2020-08-23 Thread Tony Ladd via users

Hi John

Thanks for the response. I have run all those diagnostics, and as best I 
can tell the IB fabric is OK. I have a cluster of 49 nodes (48 clients + 
server) and the fabric passes all the tests. There is 1 warning:


I- Subnet: IPv4 PKey:0x7fff QKey:0x0b1b MTU:2048Byte rate:10Gbps SL:0x00
-W- Suboptimal rate for group. Lowest member rate:40Gbps > group-rate:10Gbps

but according to a number of sources this is harmless.

I have run Mellanox's P2P performance tests (ib_write_bw) between 
different pairs of nodes and it reports 3.22 GB/sec which is reasonable 
(its PCIe 2 x8 interface ie 4 GB/s). I have also configured 2 nodes back 
to back to check that the switch is not the problem - it makes no 
difference.


I have been playing with the btl params with openMPI (v. 2.1.1 which is 
what is relelased in Ubuntu 18.04). So with tcp as the transport layer 
everything works fine - 1 node or 2 node communication - I have tested 
up to 16 processes (8+8) and it seems fine. Of course the latency is 
much higher on the tcp interface, so I would still like to access the 
RDMA layer. But unless I exclude the openib module, it always hangs. 
Same with OpenMPI v4 compiled from source.


I think an important component is that Mellanox is not supporting 
Connect X2 for some time. This is really infuriating; a $500 network 
card with no supported drivers, but that is business for you I suppose. 
I have 50 NICS and I can't afford to replace them all. The other 
component is the MLNX-OFED is tied to specific software versions, so I 
can't just run an older set of drivers. I have not seen source files for 
the Mellanox drivers - I would take a crack at compiling them if I did. 
In the past I have used the OFED drivers (on Centos 5) with no problem, 
but I don't think this is an option now.


Ubuntu claims to support Connect X2 with their drivers (Mellanox 
confirms this), but of course this is community support and the number 
of cases is obviously small. I use the Ubuntu drivers right now because 
the OFED install seems broken and there is no help with it. Its not 
supported! Neat huh?


The only handle I have is with openmpi v. 2 when there is a message (see 
my original post) that ibv_obj returns a NULL result. But I don't 
understand the significance of the message (if any).


I am not enthused about UCX - the documentation has several obvious 
typos in it, which is not encouraging when you a floundering. I know its 
a newish project but I have used openib for 10+ years and its never had 
a problem until now. I think this is not so much openib as the software 
below. One other thing I should say is that if I run any recent version 
of mstflint is always complains:


Failed to identify the device - Can not create SignatureManager!

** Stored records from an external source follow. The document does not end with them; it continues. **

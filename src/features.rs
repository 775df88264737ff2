//! Feature extraction: free text + survey answers into a flat list of named
//! numeric features.
//!
//! Everything here is lexical counting. Output order is fixed (see
//! [`FEATURE_ORDER`]) and only matters for display and the explainability
//! subset; scoring looks features up by name.

use crate::deserializers::de_option_f64_lenient;
use crate::lexicon::Lexicons;
use once_cell::sync::Lazy;
use regex::Regex;
use serde::{Deserialize, Serialize};

/// Regex for word tokens: maximal runs of ASCII letters and apostrophes
static WORD_REGEX: Lazy<Regex> = Lazy::new(|| Regex::new(r"[A-Za-z']+").unwrap());

/// Regex for sentence terminators (runs count once)
static SENTENCE_BREAK_REGEX: Lazy<Regex> = Lazy::new(|| Regex::new(r"[.!?]+").unwrap());

/// Characters counted by `punct_density`
const PUNCTUATION: &[char] = &[',', ';', ':', '—', '-', '(', ')', '<', '>'];

/// Neutral Likert answer used for any missing survey key
pub const NEUTRAL_ANSWER: f64 = 3.0;

/// Feature names, in extraction order.
pub mod names {
    pub const WORD_COUNT: &str = "word_count";
    pub const AVG_SENTENCE_LEN: &str = "avg_sentence_len";
    pub const INTENSIFIER_RATE: &str = "intensifier_rate";
    pub const MODAL_RATE: &str = "modal_rate";
    pub const CERTAINTY_RATE: &str = "certainty_rate";
    pub const EMOTION_RATE: &str = "emotion_rate";
    pub const TECHNICAL_RATE: &str = "technical_rate";
    pub const CREATIVE_RATE: &str = "creative_rate";
    pub const CAPS_RATIO: &str = "caps_ratio";
    pub const PUNCT_DENSITY: &str = "punct_density";
    pub const SURVEY_NOVELTY: &str = "survey_novelty";
    pub const SURVEY_STRUCTURE: &str = "survey_structure";
    pub const SURVEY_SOCIAL: &str = "survey_social";
    pub const SURVEY_SENSITIVITY: &str = "survey_sensitivity";
    pub const SURVEY_FOCUS: &str = "survey_focus";
}

pub const FEATURE_ORDER: [&str; 15] = [
    names::WORD_COUNT,
    names::AVG_SENTENCE_LEN,
    names::INTENSIFIER_RATE,
    names::MODAL_RATE,
    names::CERTAINTY_RATE,
    names::EMOTION_RATE,
    names::TECHNICAL_RATE,
    names::CREATIVE_RATE,
    names::CAPS_RATIO,
    names::PUNCT_DENSITY,
    names::SURVEY_NOVELTY,
    names::SURVEY_STRUCTURE,
    names::SURVEY_SOCIAL,
    names::SURVEY_SENSITIVITY,
    names::SURVEY_FOCUS,
];

/// A single named measurement with a human-readable note
#[derive(Debug, Clone, PartialEq, Serialize, Deserialize)]
pub struct Feature {
    pub name: String,
    pub value: f64,
    pub note: String,
}

impl Feature {
    fn new(name: &str, value: f64, note: &str) -> Self {
        Self {
            name: name.to_string(),
            value,
            note: note.to_string(),
        }
    }
}

/// Likert answers (nominally 1-5). Missing keys fall back to
/// [`NEUTRAL_ANSWER`]; unknown keys are ignored; values are not range-checked.
#[derive(Debug, Clone, Copy, Default, PartialEq, Serialize, Deserialize)]
#[serde(default)]
pub struct SurveyAnswers {
    #[serde(
        deserialize_with = "de_option_f64_lenient",
        skip_serializing_if = "Option::is_none"
    )]
    pub novelty_seeking: Option<f64>,
    #[serde(
        deserialize_with = "de_option_f64_lenient",
        skip_serializing_if = "Option::is_none"
    )]
    pub structure_preference: Option<f64>,
    #[serde(
        deserialize_with = "de_option_f64_lenient",
        skip_serializing_if = "Option::is_none"
    )]
    pub social_energy: Option<f64>,
    #[serde(
        deserialize_with = "de_option_f64_lenient",
        skip_serializing_if = "Option::is_none"
    )]
    pub sensory_sensitivity: Option<f64>,
    #[serde(
        deserialize_with = "de_option_f64_lenient",
        skip_serializing_if = "Option::is_none"
    )]
    pub hyperfocus: Option<f64>,
}

impl SurveyAnswers {
    /// Build from `(key, value)` pairs, ignoring keys that are not recognized.
    pub fn from_pairs<'a, I>(pairs: I) -> Self
    where
        I: IntoIterator<Item = (&'a str, f64)>,
    {
        let mut answers = Self::default();
        for (key, value) in pairs {
            match key {
                "novelty_seeking" => answers.novelty_seeking = Some(value),
                "structure_preference" => answers.structure_preference = Some(value),
                "social_energy" => answers.social_energy = Some(value),
                "sensory_sensitivity" => answers.sensory_sensitivity = Some(value),
                "hyperfocus" => answers.hyperfocus = Some(value),
                other => tracing::trace!(key = other, "ignoring unrecognized survey key"),
            }
        }
        answers
    }

    pub fn novelty(&self) -> f64 {
        self.novelty_seeking.unwrap_or(NEUTRAL_ANSWER)
    }

    pub fn structure(&self) -> f64 {
        self.structure_preference.unwrap_or(NEUTRAL_ANSWER)
    }

    pub fn social(&self) -> f64 {
        self.social_energy.unwrap_or(NEUTRAL_ANSWER)
    }

    pub fn sensitivity(&self) -> f64 {
        self.sensory_sensitivity.unwrap_or(NEUTRAL_ANSWER)
    }

    pub fn focus(&self) -> f64 {
        self.hyperfocus.unwrap_or(NEUTRAL_ANSWER)
    }
}

/// Case-folded word tokens
pub fn words(text: &str) -> Vec<String> {
    let lower = text.to_lowercase();
    WORD_REGEX
        .find_iter(&lower)
        .map(|m| m.as_str().to_string())
        .collect()
}

/// Non-blank sentence fragments, split on runs of `.`, `!` and `?`
pub fn sentences(text: &str) -> Vec<&str> {
    SENTENCE_BREAK_REGEX
        .split(text)
        .map(str::trim)
        .filter(|s| !s.is_empty())
        .collect()
}

/// Share of `count` in `total` as a percentage; an empty total counts as 1.
fn percent(count: usize, total: usize) -> f64 {
    (count as f64 / total.max(1) as f64) * 100.0
}

/// Extract features using the built-in lexicons
pub fn extract_features(free_text: &str, survey: &SurveyAnswers) -> Vec<Feature> {
    extract_features_with(free_text, survey, &crate::tables::DEFAULT_TABLES.lexicons)
}

/// Extract features against a specific lexicon set
pub fn extract_features_with(
    free_text: &str,
    survey: &SurveyAnswers,
    lexicons: &Lexicons,
) -> Vec<Feature> {
    let w = words(free_text);
    let n_words = w.len();
    let n_sent = sentences(free_text).len().max(1);
    let avg_sentence_len = n_words as f64 / n_sent as f64;

    let upper = free_text.chars().filter(|c| c.is_uppercase()).count();
    let alpha = free_text.chars().filter(|c| c.is_alphabetic()).count();
    let punct = free_text.chars().filter(|c| PUNCTUATION.contains(c)).count();
    let length = free_text.chars().count();

    tracing::debug!(
        words = n_words,
        sentences = n_sent,
        chars = length,
        "extracting features"
    );

    vec![
        Feature::new(names::WORD_COUNT, n_words as f64, "Total words in free-text."),
        Feature::new(
            names::AVG_SENTENCE_LEN,
            avg_sentence_len,
            "Average sentence length (words).",
        ),
        Feature::new(
            names::INTENSIFIER_RATE,
            percent(lexicons.intensifiers.count_matches(&w), n_words),
            "Percent of words that are intensifiers.",
        ),
        Feature::new(
            names::MODAL_RATE,
            percent(lexicons.modal.count_matches(&w), n_words),
            "Percent of words that express uncertainty.",
        ),
        Feature::new(
            names::CERTAINTY_RATE,
            percent(lexicons.certainty.count_matches(&w), n_words),
            "Percent of words that express certainty/absolutes.",
        ),
        Feature::new(
            names::EMOTION_RATE,
            percent(lexicons.emotion.count_matches(&w), n_words),
            "Percent of emotion-laden words.",
        ),
        Feature::new(
            names::TECHNICAL_RATE,
            percent(lexicons.technical.count_matches(&w), n_words),
            "Percent of technical lexicon words.",
        ),
        Feature::new(
            names::CREATIVE_RATE,
            percent(lexicons.creative.count_matches(&w), n_words),
            "Percent of creative/aesthetic lexicon words.",
        ),
        Feature::new(
            names::CAPS_RATIO,
            percent(upper, alpha),
            "Uppercase letters as % of alphabetic characters.",
        ),
        Feature::new(
            names::PUNCT_DENSITY,
            percent(punct, length),
            "Punctuation density proxy.",
        ),
        Feature::new(
            names::SURVEY_NOVELTY,
            survey.novelty(),
            "Self-reported novelty seeking (1-5).",
        ),
        Feature::new(
            names::SURVEY_STRUCTURE,
            survey.structure(),
            "Self-reported preference for structure (1-5).",
        ),
        Feature::new(
            names::SURVEY_SOCIAL,
            survey.social(),
            "Self-reported social energy (1-5).",
        ),
        Feature::new(
            names::SURVEY_SENSITIVITY,
            survey.sensitivity(),
            "Self-reported sensory sensitivity (1-5).",
        ),
        Feature::new(
            names::SURVEY_FOCUS,
            survey.focus(),
            "Self-reported hyperfocus tendency (1-5).",
        ),
    ]
}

Going back to my original OFED 1.5 this did not happen, but they are at 
v5 now.


Everything else works as far as I can see. But I could not burn new 
firmware except by going back to the 1.5 OS. Perhaps this is connected 
with the obv_obj = NULL result.


Thanks for helping out. As you can see I am rather stuck.

Best

Tony

On 8/23/20 3:01 AM, John Hearns via users wrote:

*[External Email]*

Tony, start at a low level. Is the Infiniband fabric healthy?
Run
ibstatus   on every node
sminfo on one node
ibdiagnet on one node

On Sun, 23 Aug 2020 at 05:02, Tony Ladd via users 
mailto:users@lists.open-mpi.org>> wrote:


Hi Jeff

I installed ucx as you suggested. But I can't get even the
simplest code
(ucp_client_server) to work across the network. I can compile openMPI
with UCX but it has the same problem - mpi codes will not execute and
there are no messages. Really, UCX is not helping. It is adding
another
(not so well documented) software layer, which does not offer better
diagnostics as far as I can see. Its also unclear to me how to
control
what drivers are being loaded - UCX wants to make that decision
for you.
With openMPI I can see that (for instance) the tcp module works both
locally and over the network - it must be using the Mellanox NIC
for the
bandwidth it is reporting on IMB-MPI1 even with tcp protocols. But
if I
try to use openib (or allow ucx or openmpi to choose the transport
layer) it just hangs. Annoyingly I have this server where everything
works just fine - I can run locally over openib and its fine. All the
other nodes cannot seem to load openib so even local jobs fail.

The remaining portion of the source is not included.